#### Data records:
■ ■ ■

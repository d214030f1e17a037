//! Exponential backoff with optional jitter.

use std::time::Duration;

use rand::Rng;

/// Exponential backoff configuration.
#[derive(Debug, Clone)]
pub struct BackoffPolicy {
    /// Base delay for first retry.
    pub base: Duration,

    /// Maximum delay.
    pub max: Duration,

    /// Jitter factor (0.0 to 1.0).
    pub jitter: f64,
}

impl Default for BackoffPolicy {
    fn default() -> Self {
        Self {
            base: Duration::from_millis(100),
            max: Duration::from_secs(30),
            jitter: 0.25,
        }
    }
}

impl BackoffPolicy {
    /// Per-item work queue backoff: 5ms doubling up to 5 minutes, no jitter.
    pub fn for_work_queue() -> Self {
        Self {
            base: Duration::from_millis(5),
            max: Duration::from_secs(300),
            jitter: 0.0,
        }
    }

    /// Calculate delay for the given attempt number.
    pub fn delay(&self, attempt: u32) -> Duration {
        let exp = 2.0_f64.powi(attempt.min(63) as i32);
        let delay = (self.base.as_millis() as f64 * exp).min(self.max.as_millis() as f64);

        let jitter = if self.jitter > 0.0 {
            let range = delay * self.jitter;
            rand::rng().random_range(-range..=range)
        } else {
            0.0
        };

        Duration::from_millis((delay + jitter).max(0.0) as u64)
    }
}

#[cfg(test)]
mod tests {
    use rstest::rstest;

    use super::*;

    #[test]
    fn test_backoff_policy() {
        let policy = BackoffPolicy::default();

        let d0 = policy.delay(0);
        let d1 = policy.delay(1);
        let d2 = policy.delay(2);

        // Should increase exponentially (with some jitter variance)
        assert!(d0 < Duration::from_millis(200));
        assert!(d1 < Duration::from_millis(400));
        assert!(d2 < Duration::from_millis(800));
    }

    #[test]
    fn test_backoff_max() {
        let policy = BackoffPolicy {
            base: Duration::from_secs(1),
            max: Duration::from_secs(5),
            jitter: 0.0,
        };

        assert_eq!(policy.delay(10), Duration::from_secs(5));
        assert_eq!(policy.delay(u32::MAX), Duration::from_secs(5));
    }

    #[rstest]
    #[case(0, 5)]
    #[case(1, 10)]
    #[case(4, 80)]
    #[case(16, 300_000)]
    fn test_work_queue_backoff_doubles(#[case] attempt: u32, #[case] expected_ms: u64) {
        let policy = BackoffPolicy::for_work_queue();
        assert_eq!(policy.delay(attempt), Duration::from_millis(expected_ms));
    }
}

■ ■ ■

#### Problem requirements:
Within the listing above, filter for lines holding the string "case" and copy each one.

#### Response to the task:
    #[case(0, 5)]
    #[case(1, 10)]
    #[case(4, 80)]
    #[case(16, 300_000)]
    fn test_work_queue_backoff_doubles(#[case] attempt: u32, #[case] expected_ms: u64) {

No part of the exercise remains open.